KNOCK OUTが2年目を迎える2018年の第1弾興行『KNOCK OUT FIRST IMPACT』が大田区総合体育館にて2月12日(月・祝)に開催される。

初年度のKNOCK OUTはライト級にスポットライトが当たり、森井洋介がトーナメントを全試合KOによる優勝で幕を閉じた。頭一つ抜けた強さを見せた森井だが、その首を狙う新たな挑戦者候補として重森陽太(22)が浮上している。

重森は昨年8月のKNOCK OUTデビューすると、森井から唯一ドローに持ち込んだ村田裕俊を相手に4RTKO勝利。続く両国大会では過去に森井から勝利しているマキ・ピンサヤームから粘り勝ち、KNOCK OUT 2連勝を収めて、レギュラー選手としての座を確たるものにした。

177センチという長身ながらフェザー級を主戦場としていたが、今回からライト級となる61.5kgでの初の試合に臨む。若さ、勢い、ルックスを兼ね備えた重森はライト級王座への次期挑戦者に推す声も多いが、2月の試合がその試金石となるだろう。

既に重森は今回の宮越戦を乗り越えた後には、KNOCK OUT、そしてホームリングである新日本キックボクシングのライト級王座も見据えているという。

"進撃のプリンス"がライト級の制圧を狙う

ーー重森選手は現役大学生なんですよね。

そうですね。大学に通っていて今は4年生です。

今年の春に卒業なんですが、ありがたいことにプロのキックボクサーを続けながら、練習もこれまで通りに行える就職先も見つかっています。

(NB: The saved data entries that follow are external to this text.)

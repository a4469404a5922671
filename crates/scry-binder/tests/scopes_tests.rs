use super::*;

#[test]
fn test_new_arena_has_global_scope() {
    let arena = ScopeArena::new();
    let global = arena.get(ScopeId::GLOBAL).expect("global scope");
    assert_eq!(global.kind, ScopeKind::Global);
    assert!(global.parent.is_none());
    assert!(global.range.is_unbounded());
    assert_eq!(arena.len(), 1);
}

#[test]
fn test_alloc_links_parent_and_child() {
    let mut arena = ScopeArena::new();
    let func = arena.alloc(ScopeKind::Function, ScopeId::GLOBAL, ScopeOptions::default());
    let block = arena.alloc(ScopeKind::Block, func, ScopeOptions::default());
    assert_eq!(arena.get(block).and_then(|s| s.parent), Some(func));
    assert_eq!(arena.get(func).map(|s| s.children.clone()), Some(vec![block]));
    assert_eq!(arena.chain(block), vec![block, func, ScopeId::GLOBAL]);
}

#[test]
fn test_resolve_from_walks_chain() {
    let mut arena = ScopeArena::new();
    let inner = arena.alloc(ScopeKind::Block, ScopeId::GLOBAL, ScopeOptions::default());
    if let Some(global) = arena.get_mut(ScopeId::GLOBAL) {
        global.symbols.insert("x".to_string(), SymbolId(1));
    }
    assert_eq!(arena.resolve_from(inner, "x"), Some(SymbolId(1)));

    if let Some(scope) = arena.get_mut(inner) {
        scope.symbols.insert("x".to_string(), SymbolId(2));
    }
    assert_eq!(arena.resolve_from(inner, "x"), Some(SymbolId(2)));
    assert_eq!(arena.resolve_from(ScopeId::GLOBAL, "x"), Some(SymbolId(1)));
    assert_eq!(arena.resolve_from(inner, "y"), None);
}

#[test]
fn test_this_type_inheritance() {
    let mut arena = ScopeArena::new();
    let class = arena.alloc(
        ScopeKind::Class,
        ScopeId::GLOBAL,
        ScopeOptions::default().this_type(TypeId::STRING),
    );
    let method = arena.alloc(
        ScopeKind::Method,
        class,
        ScopeOptions::default().this_type(TypeId::STRING),
    );
    let arrow = arena.alloc(ScopeKind::Arrow, method, ScopeOptions::default());
    let block = arena.alloc(ScopeKind::Block, arrow, ScopeOptions::default());
    let plain = arena.alloc(ScopeKind::Function, block, ScopeOptions::default());

    assert_eq!(arena.this_type_at(arrow), Some(TypeId::STRING));
    assert_eq!(arena.this_type_at(block), Some(TypeId::STRING));
    // A plain function introduces its own (unknown) `this`.
    assert_eq!(arena.this_type_at(plain), None);
    assert_eq!(arena.this_type_at(ScopeId::GLOBAL), None);
}

#[test]
fn test_remove_subtree_detaches_and_keeps_siblings() {
    let mut arena = ScopeArena::new();
    let func = arena.alloc(ScopeKind::Function, ScopeId::GLOBAL, ScopeOptions::default());
    let first = arena.alloc(ScopeKind::Block, func, ScopeOptions::default());
    let nested = arena.alloc(ScopeKind::Block, first, ScopeOptions::default());
    let sibling = arena.alloc(ScopeKind::Block, func, ScopeOptions::default());

    let removed = arena.remove_subtree(first);
    assert_eq!(removed, vec![first, nested]);
    assert!(!arena.contains(first));
    assert!(!arena.contains(nested));
    assert!(arena.contains(sibling));
    assert_eq!(arena.get(func).map(|s| s.children.clone()), Some(vec![sibling]));
    // Surviving ids are stable.
    assert_eq!(arena.get(sibling).map(|s| s.id), Some(sibling));
}

#[test]
fn test_global_scope_cannot_be_removed() {
    let mut arena = ScopeArena::new();
    assert!(arena.remove_subtree(ScopeId::GLOBAL).is_empty());
    assert!(arena.contains(ScopeId::GLOBAL));
}

#[test]
fn test_visible_symbols_dedupe_innermost_first() {
    let mut arena = ScopeArena::new();
    let inner = arena.alloc(ScopeKind::Block, ScopeId::GLOBAL, ScopeOptions::default());
    if let Some(global) = arena.get_mut(ScopeId::GLOBAL) {
        global.symbols.insert("a".to_string(), SymbolId(1));
        global.symbols.insert("b".to_string(), SymbolId(2));
    }
    if let Some(scope) = arena.get_mut(inner) {
        scope.symbols.insert("a".to_string(), SymbolId(3));
    }
    assert_eq!(
        arena.visible_symbols(inner),
        vec![SymbolId(3), SymbolId(2)]
    );
}

#[test]
fn test_scope_kind_capabilities() {
    assert!(!ScopeKind::Arrow.binds_this());
    assert!(ScopeKind::Class.binds_this());
    assert!(ScopeKind::Arrow.is_var_scope());
    assert!(!ScopeKind::Block.is_var_scope());
    assert!(ScopeKind::Method.is_function_like());
    assert_eq!(ScopeKind::Catch.as_str(), "catch");
}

ーーではもう卒論なども終わっているでしょうし、学生としてはもう暇な時期ですよね。

それが来週から最後のテスト期間になるんですよ。僕は高校生の頃からプロで試合をしていて、大学生になると朝練があるので午前中に授業を入れることができなかったんですよ。

だから単位も1年生の頃から4分割になるように計算して取ってきました。なので言い訳にはなるんですがまだ卒業するだけの単位が取れていないんですよ。

ーーテストはどれくらいの期間あるんですか?

1月18日から2週間くらい続きます。

ーーでは試合の直前までテストで大変じゃないですか。

そうですね。しっかり卒業しないといけないので頑張ります。

でも12月の両国大会に出場した時のほうが大変でした。試合の次の日が卒論提出日だったので、試合が終わった後に徹夜で仕上げました。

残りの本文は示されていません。